What I think is more important than Kyl's predictable new found appreciation for the fillibuster is which Supreme Court Justices he chose to single out. Ginsburg, a former General Counsel to the ACLU, is of course a tried and true boogie-man of the right. Also on the list is the decidedly moderate Stephen Breyer a Clinton appointee, somewhat predictable.
Suprisingly though Kyl also attacks David Souter, appointed by George H.W. Bush in 1990. Souter is a stereo-typical Northeastern Republican. The son of a banker he was born in Massachusetts, attended Harvard college and Harvard law. Tossing the blue blood Souter in with a former ACLU General Counsel says far more about the current state of the GOP as a national party than it does about Souter's alleged liberalism. As Andrew Oh-Willeke discusses at his blog today, the GOP has all but vacated the Northeast. With the loss of Connecticuts Chris Shay's seat last Tuesday there is now not a single member of the United States House of Representatives from the GOP. There are only three GOP Senators from the region and those 3 are the most moderate of their caucus.
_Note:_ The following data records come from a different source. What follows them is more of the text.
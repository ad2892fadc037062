// SPDX-License-Identifier: MIT
// Copyright (c) 2026 Axon Contributors

//! Scripted executor for testing

use crate::error::OperationError;
use crate::executor::OperationExecutor;
use crate::operation::OpKind;
use async_trait::async_trait;
use axon_core::Payload;
use std::collections::HashMap;
use std::sync::{Arc, Mutex};
use std::time::Duration;

/// Recorded call to the fake executor
#[derive(Clone, Debug, PartialEq)]
pub struct ExecutorCall {
    pub kind: OpKind,
    pub payload: Payload,
}

#[derive(Default)]
struct FakeState {
    calls: Vec<ExecutorCall>,
    results: HashMap<OpKind, Result<Payload, OperationError>>,
}

/// Executor test double: scripted per-kind results, optional artificial
/// latency, recorded calls. Unscripted kinds succeed with `{status: "ok"}`.
#[derive(Clone, Default)]
pub struct FakeExecutor {
    state: Arc<Mutex<FakeState>>,
    delay: Option<Duration>,
}

impl FakeExecutor {
    pub fn new() -> Self {
        Self::default()
    }

    /// Sleep this long before completing each call
    pub fn with_delay(mut self, delay: Duration) -> Self {
        self.delay = Some(delay);
        self
    }

    /// Script a success for one operation kind
    pub fn succeed_with(self, kind: OpKind, result: Payload) -> Self {
        self.state
            .lock()
            .unwrap_or_else(|e| e.into_inner())
            .results
            .insert(kind, Ok(result));
        self
    }

    /// Script a failure for one operation kind
    pub fn fail_with(self, kind: OpKind, message: &str) -> Self {
        self.state
            .lock()
            .unwrap_or_else(|e| e.into_inner())
            .results
            .insert(kind, Err(OperationError::Backend(message.to_string())));
        self
    }

    /// Calls observed so far, in arrival order
    pub fn calls(&self) -> Vec<ExecutorCall> {
        self.state
            .lock()
            .unwrap_or_else(|e| e.into_inner())
            .calls
            .clone()
    }
}

#[async_trait]
impl OperationExecutor for FakeExecutor {
    async fn execute(&self, kind: OpKind, payload: Payload) -> Result<Payload, OperationError> {
        {
            let mut state = self.state.lock().unwrap_or_else(|e| e.into_inner());
            state.calls.push(ExecutorCall {
                kind,
                payload: payload.clone(),
            });
        }

        if let Some(delay) = self.delay {
            tokio::time::sleep(delay).await;
        }

        let scripted = {
            let state = self.state.lock().unwrap_or_else(|e| e.into_inner());
            state.results.get(&kind).cloned()
        };
        scripted.unwrap_or_else(|| Ok(Payload::new().with("status", "ok")))
    }
}

#[cfg(test)]
#[path = "fake_tests.rs"]
mod tests;
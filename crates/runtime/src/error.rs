// SPDX-License-Identifier: MIT
// Copyright (c) 2026 Axon Contributors

//! Error types for background operation execution

use std::time::Duration;
use thiserror::Error;

/// Failure of a background cognitive operation.
///
/// Never surfaces to the submitter's call stack; the scheduler converts it
/// into the operation's `.error` terminal event.
#[derive(Clone, Debug, Error, PartialEq, Eq)]
pub enum OperationError {
    #[error("backend error: {0}")]
    Backend(String),
    #[error("operation timed out after {elapsed:?}")]
    Timeout { elapsed: Duration },
    #[error("backend panicked")]
    Panicked,
}

impl OperationError {
    /// Stable discriminant carried in the `error_kind` payload field
    pub fn error_kind(&self) -> &'static str {
        match self {
            OperationError::Backend(_) => "backend",
            OperationError::Timeout { .. } => "timeout",
            OperationError::Panicked => "panic",
        }
    }
}

/// Synchronous submission failure
#[derive(Clone, Copy, Debug, Error, PartialEq, Eq)]
pub enum SubmitError {
    #[error("scheduler is closed")]
    Closed,
}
There is simply no room in the modern GOP for men of Souter's temperament. Rational, logical, reasoned and of moderate temperament and politics Justice Souter is an outcast. The GOP is essentially a regional party with it's power base in the old Confederacy and some holdout rural states in the plains and mountain west.
The GOP is at a cross-roads. As Virginia and North Carolina rise up as the model of the New South - more educated, more diverse populations - the GOP base even in the South begins to shrink even more. I doubt that the GOP will go the way of the Whigs but they are today facing at least several election cycles in the political wilderness. Even if Congressional Democrats flounder it will take several election cycles for the GOP to make inroads in Congress. I'll have more on this but for today chew on the state of the Republican Party in the Northeast and how far they have fallen.